Simbolicamente dedicata alle donne che lottarono affinché il suffragio in Italia fosse davvero universale e non a sesso unico - tra le quali menzioniamo Marisa Cinciari Rodano presente all’incontro e ritratta nella foto - l’agenda ripercorre, settimana dopo settimana, la storia della rivista. Lo fa attraverso alcune delle tantissime copertine, che, una dopo l’altra, restituiscono il valore di una rivista militante che ha avuto sempre l’ambizione di raccontare la società con gli occhi delle donne. E di fare giornalismo. Per presentare l’agenda, siamo partite da quell’anno simbolico, il ’46, rievocato attraverso la lettura di alcuni brani di articoli pubblicati in vecchi numeri di Noi Donne, affidata a Anna Maria Loliva, Tiziana Avarista e Federica Marchettini, ideatrici e protagoniste, insieme a Carmen Giardina, dello spettacolo “Signorinette” dedicato al voto alle donne, che andrà in scena a marzo al Teatro Tor di Nona di Roma.

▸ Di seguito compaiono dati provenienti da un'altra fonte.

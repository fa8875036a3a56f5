use crate::database::payment_request_repository::PaymentRequestRow;
use crate::error::{AppError, AppErrorKind, AppResult, DomainError};
use crate::providers::{ParsedWebhook, ProviderName, ProviderRegistry, SettlementStatus};
use crate::tracker::{RequestStatus, TerminalOutcome, TrackerError, TransactionTracker};
use std::str::FromStr;
use std::sync::Arc;
use tracing::{info, warn};

/// Result of one reconciliation pass over a record or event.
#[derive(Debug, Clone, Copy, PartialEq, Eq)]
pub enum ReconcileOutcome {
    /// A terminal transition was applied now.
    Applied,
    /// The record was already in the reported terminal state.
    AlreadyTerminal,
    /// A pending record was promoted to submitted; no terminal outcome yet.
    Acknowledged,
    /// Provider still reports the payment in flight; nothing to do.
    NoChange,
    /// No payment record matches the event; it is retained for manual
    /// linkage, never discarded.
    Unmatched,
    /// The record was flagged for manual review.
    Flagged,
}

/// Cross-checks tracker records against provider-reported truth. The push
/// path (verified webhooks) and the pull path (active status polls) both
/// land here, converging on the tracker's guarded terminal transition, which
/// is what makes running them concurrently safe.
pub struct ReconciliationEngine {
    tracker: Arc<TransactionTracker>,
    registry: Arc<ProviderRegistry>,
}

impl ReconciliationEngine {
    pub fn new(tracker: Arc<TransactionTracker>, registry: Arc<ProviderRegistry>) -> Self {
        Self { tracker, registry }
    }

    /// Push path: applies a verified, parsed provider callback.
    pub async fn apply_webhook(&self, parsed: &ParsedWebhook) -> AppResult<ReconcileOutcome> {
        let Some(row) = self.locate(parsed).await? else {
            info!(
                provider = %parsed.provider,
                provider_ref = ?parsed.provider_ref,
                external_ref = ?parsed.external_ref,
                "webhook has no matching payment request, retained for linkage"
            );
            return Ok(ReconcileOutcome::Unmatched);
        };

        // A callback can beat the submission acknowledgment. Promote the
        // record through submitted first so the terminal guard can fire.
        if row.status == "pending" {
            let provider_ref = parsed
                .provider_ref
                .as_deref()
                .or(row.provider_ref.as_deref());
            if let Some(provider_ref) = provider_ref {
                self.tracker.mark_submitted(row.id, provider_ref).await?;
            }
        }

        match parsed.status {
            Some(SettlementStatus::Succeeded) => {
                self.apply_terminal(
                    &row,
                    RequestStatus::Succeeded,
                    parsed.financial_txn_id.as_deref(),
                    None,
                )
                .await
            }
            Some(SettlementStatus::Failed) => {
                self.apply_terminal(
                    &row,
                    RequestStatus::Failed,
                    None,
                    parsed
                        .failure_reason
                        .as_deref()
                        .or(Some("provider reported failure")),
                )
                .await
            }
            Some(SettlementStatus::Pending) => {
                if row.status == "pending" {
                    Ok(ReconcileOutcome::Acknowledged)
                } else {
                    Ok(ReconcileOutcome::NoChange)
                }
            }
            Some(SettlementStatus::Unknown) | None => Ok(ReconcileOutcome::NoChange),
        }
    }

    /// Pull path: actively queries the provider for a submitted record and
    /// applies the answer through the same terminal transition.
    pub async fn reconcile_record(&self, row: &PaymentRequestRow) -> AppResult<ReconcileOutcome> {
        let provider = ProviderName::from_str(&row.provider)?;
        let Some(provider_ref) = row.provider_ref.as_deref() else {
            // Submitted without a correlation id should be impossible.
            self.tracker
                .flag_for_review(row.id, "submitted record has no provider correlation id")
                .await?;
            return Ok(ReconcileOutcome::Flagged);
        };

        let adapter = self.registry.get(provider)?;
        let status = match adapter.query_status(provider_ref).await {
            Ok(status) => status,
            Err(e) if e.is_retryable() => {
                warn!(
                    external_ref = %row.external_ref,
                    provider = %provider,
                    error = %e,
                    "status poll failed transiently, will retry next sweep"
                );
                return Ok(ReconcileOutcome::NoChange);
            }
            Err(e) => {
                warn!(
                    external_ref = %row.external_ref,
                    provider = %provider,
                    error = %e,
                    "status poll failed permanently, flagging for review"
                );
                self.tracker
                    .flag_for_review(row.id, &format!("status poll failed: {}", e))
                    .await?;
                return Ok(ReconcileOutcome::Flagged);
            }
        };

        match status.status {
            SettlementStatus::Succeeded => {
                self.apply_terminal(
                    row,
                    RequestStatus::Succeeded,
                    status.financial_txn_id.as_deref(),
                    None,
                )
                .await
            }
            SettlementStatus::Failed => {
                self.apply_terminal(
                    row,
                    RequestStatus::Failed,
                    None,
                    status
                        .failure_reason
                        .as_deref()
                        .or(Some("provider reported failure")),
                )
                .await
            }
            SettlementStatus::Pending => Ok(ReconcileOutcome::NoChange),
            SettlementStatus::Unknown => {
                self.tracker
                    .flag_for_review(row.id, "provider reports an unrecognized status")
                    .await?;
                Ok(ReconcileOutcome::Flagged)
            }
        }
    }

    async fn apply_terminal(
        &self,
        row: &PaymentRequestRow,
        target: RequestStatus,
        financial_txn_id: Option<&str>,
        failure_reason: Option<&str>,
    ) -> AppResult<ReconcileOutcome> {
        match self
            .tracker
            .mark_terminal(row.id, target, financial_txn_id, failure_reason)
            .await
        {
            Ok(TerminalOutcome::Applied) => {
                info!(
                    external_ref = %row.external_ref,
                    status = %target,
                    "reconciliation resolved payment request"
                );
                Ok(ReconcileOutcome::Applied)
            }
            Ok(TerminalOutcome::AlreadyTerminal) => Ok(ReconcileOutcome::AlreadyTerminal),
            Err(TrackerError::Conflict { message }) => {
                // The tracker already flagged the record. Surface the
                // disagreement; never auto-correct financial state.
                Err(AppError::new(AppErrorKind::Domain(
                    DomainError::TerminalConflict { message },
                )))
            }
            Err(other) => Err(other.into()),
        }
    }

    async fn locate(&self, parsed: &ParsedWebhook) -> AppResult<Option<PaymentRequestRow>> {
        if let Some(external_ref) = parsed.external_ref.as_deref() {
            if let Ok(row) = self.tracker.get(external_ref).await {
                return Ok(Some(row));
            }
        }
        if let Some(provider_ref) = parsed.provider_ref.as_deref() {
            return Ok(self
                .tracker
                .find_by_provider_ref(parsed.provider, provider_ref)
                .await?);
        }
        Ok(None)
    }
}
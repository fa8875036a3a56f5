use tracing_subscriber::{fmt, layer::SubscriberExt, util::SubscriberInitExt, EnvFilter};

/// Installs the global tracing subscriber.
///
/// `RUST_LOG` controls the filter (default `info`). Setting
/// `LOG_FORMAT=json` switches to newline-delimited JSON output for
/// log shippers; anything else keeps the human-readable format.
pub fn init_tracing() {
    let filter = EnvFilter::try_from_default_env().unwrap_or_else(|_| EnvFilter::new("info"));

    let json_output = std::env::var("LOG_FORMAT")
        .map(|v| v.eq_ignore_ascii_case("json"))
        .unwrap_or(false);

    if json_output {
        tracing_subscriber::registry()
            .with(filter)
            .with(fmt::layer().json().with_current_span(true))
            .init();
    } else {
        tracing_subscriber::registry()
            .with(filter)
            .with(fmt::layer().with_target(true))
            .init();
    }
}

Dal dopoguerra siamo arrivate al presente, mettendo al centro il tema enorme della rappresentanza e della partecipazione politica delle donne. Ne abbiamo parlato insieme a Simona Ammerata, attivista del collettivo Casa delle donne Lucha y Siesta, Barbara Bonomi Romagnoli giornalista e autrice di “Irriverenti e libere. Femminismi del terzo millennio”, Kwanza Musi Dos Santos attivista dell’associazione QuestaèRoma, Cristina Petrucci attivista e parte della delegazione di Osservatori internazionali alle scorse elezioni in Turchia. Quattro donne molto diverse tra loro ma accomunate dallo sguardo critico e attento e dall’esercizio quotidiano di una cittadinanza attiva.

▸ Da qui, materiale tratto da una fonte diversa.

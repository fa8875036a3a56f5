use crate::providers::adapter::PaymentAdapter;
use crate::providers::error::{AdapterError, AdapterResult};
use crate::providers::http::ProviderHttpClient;
use crate::providers::signature::verify_hmac_sha256_hex;
use crate::providers::token::TokenCache;
use crate::providers::types::{
    Money, ParsedWebhook, PaymentOrder, ProviderAcceptance, ProviderName, ProviderStatus,
    ProviderToken, SettlementStatus, VerificationResult,
};
use async_trait::async_trait;
use reqwest::Method;
use serde::Deserialize;
use serde_json::json;
use std::env;
use std::time::Duration;
use tracing::info;

/// Vodafone-style network. Everything rides in a `{status, message, data}`
/// envelope, auth is a client-credentials exchange, and the provider mints
/// its own transaction id at submission.
pub struct VodafoneAdapter {
    config: VodafoneConfig,
    http: ProviderHttpClient,
    tokens: TokenCache,
}

#[derive(Debug, Clone)]
pub struct VodafoneConfig {
    pub base_url: String,
    pub client_id: String,
    pub client_secret: String,
    pub merchant_id: String,
    pub webhook_secret: String,
    pub callback_url: String,
    pub timeout_secs: u64,
}

impl VodafoneConfig {
    pub fn from_env() -> AdapterResult<Self> {
        Ok(Self {
            base_url: env::var("VODAFONE_BASE_URL")
                .unwrap_or_else(|_| "https://api.vodafone-cash.example.com".to_string()),
            client_id: require_env("VODAFONE_CLIENT_ID")?,
            client_secret: require_env("VODAFONE_CLIENT_SECRET")?,
            merchant_id: require_env("VODAFONE_MERCHANT_ID")?,
            webhook_secret: require_env("VODAFONE_WEBHOOK_SECRET")?,
            callback_url: env::var("VODAFONE_CALLBACK_URL").unwrap_or_default(),
            timeout_secs: env::var("VODAFONE_TIMEOUT_SECS")
                .ok()
                .and_then(|v| v.parse().ok())
                .unwrap_or(15),
        })
    }
}

fn require_env(name: &str) -> AdapterResult<String> {
    env::var(name).map_err(|_| AdapterError::ValidationError {
        message: format!("missing environment variable: {}", name),
        field: Some(name.to_string()),
    })
}

// --- wire shapes -----------------------------------------------------------

#[derive(Debug, Deserialize)]
struct Envelope<T> {
    status: String,
    message: Option<String>,
    data: Option<T>,
}

impl<T> Envelope<T> {
    fn into_data(self, provider: &str) -> AdapterResult<T> {
        if self.status.to_lowercase() != "success" {
            return Err(AdapterError::ProviderError {
                provider: provider.to_string(),
                message: self
                    .message
                    .unwrap_or_else(|| "provider returned failure envelope".to_string()),
                provider_code: Some(self.status),
                retryable: false,
            });
        }
        self.data.ok_or_else(|| AdapterError::ProviderError {
            provider: provider.to_string(),
            message: "success envelope carried no data".to_string(),
            provider_code: None,
            retryable: false,
        })
    }
}

#[derive(Debug, Deserialize)]
struct TokenData {
    access_token: String,
    expires_in: i64,
}

#[derive(Debug, Deserialize)]
struct PaymentData {
    #[serde(rename = "transactionId")]
    transaction_id: String,
    status: String,
    #[serde(rename = "networkTransactionId")]
    network_transaction_id: Option<String>,
    amount: Option<String>,
    currency: Option<String>,
    #[serde(rename = "failureReason")]
    failure_reason: Option<String>,
}

#[derive(Debug, Deserialize)]
struct BalanceData {
    balance: String,
    currency: String,
}

#[derive(Debug, Deserialize)]
struct CustomerData {
    active: bool,
}

#[derive(Debug, Deserialize)]
struct CallbackBody {
    #[serde(rename = "transactionId")]
    transaction_id: Option<String>,
    #[serde(rename = "clientReference")]
    client_reference: Option<String>,
    status: Option<String>,
    #[serde(rename = "networkTransactionId")]
    network_transaction_id: Option<String>,
    #[serde(rename = "failureReason")]
    failure_reason: Option<String>,
}

impl VodafoneAdapter {
    pub fn new(config: VodafoneConfig) -> AdapterResult<Self> {
        let http = ProviderHttpClient::new("vodafone", Duration::from_secs(config.timeout_secs))?;
        Ok(Self {
            config,
            http,
            tokens: TokenCache::from_env(),
        })
    }

    pub fn from_env() -> AdapterResult<Self> {
        Self::new(VodafoneConfig::from_env()?)
    }

    fn endpoint(&self, path: &str) -> String {
        format!("{}/{}", self.config.base_url.trim_end_matches('/'), path)
    }

    async fn bearer(&self) -> AdapterResult<String> {
        let http = self.http.clone();
        let url = self.endpoint("oauth/token");
        let body = json!({
            "clientId": self.config.client_id,
            "clientSecret": self.config.client_secret,
            "grantType": "client_credentials",
        });

        self.tokens
            .get_or_refresh(move || async move {
                let resp: Envelope<TokenData> = http
                    .request_json(Method::POST, &url, None, &[], Some(&body))
                    .await?;
                let data = resp.into_data("vodafone")?;
                Ok(ProviderToken::from_expires_in(
                    data.access_token,
                    data.expires_in,
                ))
            })
            .await
    }

    async fn submit(&self, path: &str, order: &PaymentOrder) -> AdapterResult<ProviderAcceptance> {
        order.amount.validate_positive("amount")?;
        let token = self.bearer().await?;
        let body = json!({
            "merchantId": self.config.merchant_id,
            "amount": order.amount.amount,
            "currency": order.amount.currency,
            "msisdn": order.phone,
            "clientReference": order.external_ref,
            "description": order.note.clone().unwrap_or_default(),
            "callbackUrl": self.config.callback_url,
        });

        let resp: Envelope<PaymentData> = self
            .http
            .request_json(Method::POST, &self.endpoint(path), Some(&token), &[], Some(&body))
            .await?;
        let data = resp.into_data("vodafone")?;

        info!(
            provider = "vodafone",
            external_ref = %order.external_ref,
            provider_ref = %data.transaction_id,
            "provider accepted submission"
        );

        Ok(ProviderAcceptance {
            provider_ref: data.transaction_id,
            status: Self::map_status(&data.status),
        })
    }

    fn map_status(word: &str) -> SettlementStatus {
        match word.to_lowercase().as_str() {
            "success" | "successful" | "completed" => SettlementStatus::Succeeded,
            "failed" | "declined" | "expired" => SettlementStatus::Failed,
            "pending" | "processing" | "initiated" => SettlementStatus::Pending,
            _ => SettlementStatus::Unknown,
        }
    }
}

#[async_trait]
impl PaymentAdapter for VodafoneAdapter {
    fn name(&self) -> ProviderName {
        ProviderName::Vodafone
    }

    async fn request_collection(&self, order: &PaymentOrder) -> AdapterResult<ProviderAcceptance> {
        self.submit("api/v1/collections", order).await
    }

    async fn request_disbursement(&self, order: &PaymentOrder) -> AdapterResult<ProviderAcceptance> {
        self.submit("api/v1/disbursements", order).await
    }

    async fn query_status(&self, provider_ref: &str) -> AdapterResult<ProviderStatus> {
        let token = self.bearer().await?;
        let resp: Envelope<PaymentData> = self
            .http
            .request_json(
                Method::GET,
                &self.endpoint(&format!("api/v1/payments/{}", provider_ref)),
                Some(&token),
                &[],
                None,
            )
            .await?;
        let data = resp.into_data("vodafone")?;

        let amount = match (data.amount, data.currency) {
            (Some(amount), Some(currency)) => Some(Money { amount, currency }),
            _ => None,
        };

        Ok(ProviderStatus {
            status: Self::map_status(&data.status),
            amount,
            financial_txn_id: data.network_transaction_id,
            failure_reason: data.failure_reason,
        })
    }

    async fn account_balance(&self) -> AdapterResult<Money> {
        let token = self.bearer().await?;
        let resp: Envelope<BalanceData> = self
            .http
            .request_json(
                Method::GET,
                &self.endpoint("api/v1/account/balance"),
                Some(&token),
                &[],
                None,
            )
            .await?;
        let data = resp.into_data("vodafone")?;
        Ok(Money {
            amount: data.balance,
            currency: data.currency,
        })
    }

    async fn validate_counterparty(&self, phone: &str) -> AdapterResult<bool> {
        let token = self.bearer().await?;
        let body = json!({ "msisdn": phone });
        let resp: Envelope<CustomerData> = self
            .http
            .request_json(
                Method::POST,
                &self.endpoint("api/v1/customers/validate"),
                Some(&token),
                &[],
                Some(&body),
            )
            .await?;
        Ok(resp.into_data("vodafone")?.active)
    }

    fn verify_webhook(&self, payload: &[u8], signature: Option<&str>) -> VerificationResult {
        let Some(signature) = signature else {
            return VerificationResult {
                valid: false,
                reason: Some("missing signature header".to_string()),
            };
        };
        if verify_hmac_sha256_hex(&self.config.webhook_secret, payload, signature) {
            VerificationResult { valid: true, reason: None }
        } else {
            VerificationResult {
                valid: false,
                reason: Some("signature mismatch".to_string()),
            }
        }
    }

    fn parse_webhook(&self, payload: &[u8]) -> AdapterResult<ParsedWebhook> {
        let raw: serde_json::Value =
            serde_json::from_slice(payload).map_err(|e| AdapterError::ValidationError {
                message: format!("callback body is not valid json: {}", e),
                field: None,
            })?;
        let body: CallbackBody =
            serde_json::from_value(raw.clone()).map_err(|e| AdapterError::ValidationError {
                message: format!("unrecognized callback shape: {}", e),
                field: None,
            })?;

        Ok(ParsedWebhook {
            provider: ProviderName::Vodafone,
            provider_ref: body.transaction_id,
            external_ref: body.client_reference,
            status: body.status.as_deref().map(Self::map_status),
            financial_txn_id: body.network_transaction_id,
            failure_reason: body.failure_reason,
            payload: raw,
            received_at: chrono::Utc::now().to_rfc3339(),
        })
    }
}

#[cfg(test)]
mod tests {
    use super::*;
    use hmac::{Hmac, Mac};
    use sha2::Sha256;

    fn test_adapter() -> VodafoneAdapter {
        VodafoneAdapter::new(VodafoneConfig {
            base_url: "https://api.vodafone-cash.example.com".to_string(),
            client_id: "cid".to_string(),
            client_secret: "secret".to_string(),
            merchant_id: "merchant-1".to_string(),
            webhook_secret: "whsec_voda".to_string(),
            callback_url: "https://gateway.example.com/webhooks/vodafone".to_string(),
            timeout_secs: 15,
        })
        .unwrap()
    }

    fn sign(secret: &str, payload: &[u8]) -> String {
        let mut mac = Hmac::<Sha256>::new_from_slice(secret.as_bytes()).unwrap();
        mac.update(payload);
        hex::encode(mac.finalize().into_bytes())
    }

    #[test]
    fn status_words_map_to_settlement_states() {
        assert_eq!(VodafoneAdapter::map_status("SUCCESS"), SettlementStatus::Succeeded);
        assert_eq!(VodafoneAdapter::map_status("declined"), SettlementStatus::Failed);
        assert_eq!(VodafoneAdapter::map_status("processing"), SettlementStatus::Pending);
        assert_eq!(VodafoneAdapter::map_status("???"), SettlementStatus::Unknown);
    }

    #[test]
    fn failure_envelope_surfaces_provider_message() {
        let envelope: Envelope<PaymentData> = serde_json::from_str(
            r#"{"status":"error","message":"insufficient wallet balance","data":null}"#,
        )
        .unwrap();
        let err = envelope.into_data("vodafone").unwrap_err();
        assert!(err.to_string().contains("insufficient wallet balance"));
        assert!(!err.is_retryable());
    }

    #[test]
    fn webhook_verification_accepts_signed_payload() {
        let adapter = test_adapter();
        let payload = br#"{"transactionId":"VF-1","clientReference":"ext-1","status":"success"}"#;
        let sig = sign("whsec_voda", payload);
        assert!(adapter.verify_webhook(payload, Some(&sig)).valid);
        assert!(!adapter.verify_webhook(br#"{"tampered":true}"#, Some(&sig)).valid);
    }

    #[test]
    fn parse_webhook_extracts_correlation_fields() {
        let adapter = test_adapter();
        let payload = br#"{
            "transactionId": "VF-7",
            "clientReference": "ext-7",
            "status": "failed",
            "failureReason": "payer cancelled authorization"
        }"#;
        let parsed = adapter.parse_webhook(payload).unwrap();
        assert_eq!(parsed.provider_ref.as_deref(), Some("VF-7"));
        assert_eq!(parsed.external_ref.as_deref(), Some("ext-7"));
        assert_eq!(parsed.status, Some(SettlementStatus::Failed));
        assert_eq!(
            parsed.failure_reason.as_deref(),
            Some("payer cancelled authorization")
        );
    }
}
use crate::services::webhook_ingest::WebhookIngest;
use std::sync::Arc;
use std::time::Duration;
use tokio::sync::watch;
use tracing::{error, info};

/// Re-applies verified webhook events that could not be applied on receipt,
/// typically because the callback arrived before the payment record was
/// visible or a transient database error interrupted processing.
pub struct WebhookReplayWorker {
    ingest: Arc<WebhookIngest>,
    interval: Duration,
    max_attempts: i32,
    batch_size: i64,
}

impl WebhookReplayWorker {
    pub fn new(ingest: Arc<WebhookIngest>, interval: Duration) -> Self {
        Self {
            ingest,
            interval,
            max_attempts: 5,
            batch_size: 50,
        }
    }

    pub async fn run(self, mut shutdown_rx: watch::Receiver<bool>) {
        info!(
            interval_secs = self.interval.as_secs(),
            "webhook replay worker started"
        );

        loop {
            tokio::select! {
                _ = shutdown_rx.changed() => {
                    if *shutdown_rx.borrow() {
                        info!("webhook replay worker stopping");
                        break;
                    }
                }
                _ = tokio::time::sleep(self.interval) => {
                    match self
                        .ingest
                        .replay_unprocessed(self.max_attempts, self.batch_size)
                        .await
                    {
                        Ok(count) if count > 0 => {
                            info!(applied = count, "replayed webhook events");
                        }
                        Ok(_) => {}
                        Err(e) => {
                            error!(error = %e, "webhook replay cycle failed");
                        }
                    }
                }
            }
        }

        info!("webhook replay worker stopped");
    }
}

Oltre i singoli interventi, interessanti e critici rispetto ad uno status quo che come donne autodeterminate e femministe non ci convince e non ci soddisfa, si conferma la necessità di un movimento di donne forte fuori dalle istituzioni, come migliore garanzia perché le donne in politica, ancora poche nel nostro paese (poco più del 21% su 93mila incarichi politici secondo l’ultimo dossier sul tema di Openpolis), si possano sentire portatrici di istanze differenti. Dunque, perché cambino linguaggi e azioni concrete della politica, le donne, fuori e dentro le istituzioni, devono svolgere un ruolo da protagoniste. Come? Mettendosi in ascolto delle donne che non fanno politica e che non si dicono femministe, ma che affrontano concretamente tutte le difficoltà di essere donne in Italia, ancora al 41° posto nella classifica Global Gender Gap 2015.